Four years in, what are the research priorities for Long COVID? A research priority setting partnership between people with lived experience, carers, clinicians, and researchers.

Abstract

Long COVID is a life limiting condition which affects 65 million people worldwide. It devastates lives with uncertain illness trajectories, yet there are many research uncertainties as there is a lack of understanding of its causes, effective treatments and management plans. We set out to identify current research priorities for people with Long COVID, carers, health care professionals and researchers. A systematic literature review and previous Long COVID priority setting exercises identified three broad under-researched areas of Long COVID research within the fields of Public Health and Health Services Research: symptoms; managing day-to-day life, and the emotional impact of Long COVID. We disseminated an elicitation survey which asked for research questions in these areas; responses were analysed and summarised into 42 research questions. A survey was then disseminated, asking respondents to prioritise these 42 questions. Workshops were held with people with Long COVID, carers, health care professionals and researchers to analyse responses and agree the top 10 priorities.
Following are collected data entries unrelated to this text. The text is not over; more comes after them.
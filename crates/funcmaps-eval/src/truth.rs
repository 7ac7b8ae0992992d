//! Truthiness and the combinators built on it.

use crate::resolve::{resolve, Resolved};
use funcmaps_types::RuntimeValue;

/// Report whether a value is meaningful: not the zero value of its kind.
///
/// Absent, invalid, `false`, zero numbers, empty strings and empty
/// collections are false; everything else is true. Never fails.
pub fn is_true(value: &RuntimeValue) -> bool {
    let Resolved::Concrete(value) = resolve(value) else {
        return false;
    };
    match value {
        RuntimeValue::Invalid => false,
        RuntimeValue::Bool(b) => *b,
        RuntimeValue::Int(n) => *n != 0,
        RuntimeValue::Uint(n) => *n != 0,
        RuntimeValue::Float(n) => *n != 0.0,
        RuntimeValue::Complex(c) => !c.is_zero(),
        RuntimeValue::String(s) => !s.is_empty(),
        RuntimeValue::Sequence(items) => !items.is_empty(),
        RuntimeValue::Map(entries) => !entries.is_empty(),
        // resolve never yields a reference
        RuntimeValue::Reference(_)
        | RuntimeValue::Function(_)
        | RuntimeValue::Channel(_)
        | RuntimeValue::Object(_) => true,
    }
}

/// Opposite of [`is_true`].
pub fn is_empty(value: &RuntimeValue) -> bool {
    !is_true(value)
}

/// Ternary: `when_true` if `condition` is true, else `when_false`.
pub fn yes_no<'a>(
    condition: &RuntimeValue,
    when_true: &'a RuntimeValue,
    when_false: &'a RuntimeValue,
) -> &'a RuntimeValue {
    if is_true(condition) {
        when_true
    } else {
        when_false
    }
}

/// First true value in order, or `None` (absent) when there is none.
pub fn coalesce(values: &[RuntimeValue]) -> Option<&RuntimeValue> {
    values.iter().find(|value| is_true(value))
}

/// `default` when `value` is empty, otherwise `value`.
pub fn is_default<'a>(default: &'a RuntimeValue, value: &'a RuntimeValue) -> &'a RuntimeValue {
    if is_empty(value) {
        default
    } else {
        value
    }
}

#[cfg(test)]
mod tests {
    use super::*;
    use funcmaps_types::Complex;

    #[test]
    fn test_zero_values_are_false() {
        for value in [
            RuntimeValue::Invalid,
            RuntimeValue::absent(),
            RuntimeValue::Bool(false),
            RuntimeValue::Int(0),
            RuntimeValue::Uint(0),
            RuntimeValue::Float(0.0),
            RuntimeValue::Float(-0.0),
            RuntimeValue::Complex(Complex::new(0.0, 0.0)),
            RuntimeValue::from(""),
            RuntimeValue::Sequence(vec![]),
            RuntimeValue::map(Vec::<(String, RuntimeValue)>::new()),
        ] {
            assert!(!is_true(&value), "{value:?} should be false");
        }
    }

    #[test]
    fn test_non_zero_values_are_true() {
        for value in [
            RuntimeValue::Bool(true),
            RuntimeValue::Int(-1),
            RuntimeValue::Uint(3),
            RuntimeValue::Float(f64::NAN),
            RuntimeValue::Complex(Complex::new(0.0, 1.0)),
            RuntimeValue::from(" "),
            RuntimeValue::Sequence(vec![RuntimeValue::absent()]),
            RuntimeValue::function("f"),
            RuntimeValue::channel("c"),
        ] {
            assert!(is_true(&value), "{value:?} should be true");
        }
    }

    #[test]
    fn test_reference_is_judged_by_target() {
        assert!(!is_true(&RuntimeValue::reference(RuntimeValue::Int(0))));
        assert!(is_true(&RuntimeValue::reference(RuntimeValue::Int(2))));
    }

    #[test]
    fn test_yes_no() {
        let y = RuntimeValue::from("yes");
        let n = RuntimeValue::from("no");
        assert_eq!(yes_no(&RuntimeValue::Int(1), &y, &n), &y);
        assert_eq!(yes_no(&RuntimeValue::absent(), &y, &n), &n);
    }

    #[test]
    fn test_coalesce_none_qualify() {
        assert_eq!(coalesce(&[RuntimeValue::Int(0), RuntimeValue::from("")]), None);
        assert_eq!(coalesce(&[]), None);
    }
}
The top priorities in order were: pharmacological treatment of Long COVID; understanding the pathophysiology; non-pharmacological symptom management; improving public and professional understanding of Long COVID; understanding of the long-term risks of Long COVID; improving financial and social supports; improving understanding of post-viral syndromes; diagnostics; service redesign/pathways; and the wellbeing of children with Long COVID. Four years into the pandemic there is an emphasis on the need for research on treatment, understanding, and support for people living with Long COVID. People with Long Covid and carers were involved in the study design, survey design, dissemination, data analysis, interpretation and reviewing and editing the manuscript.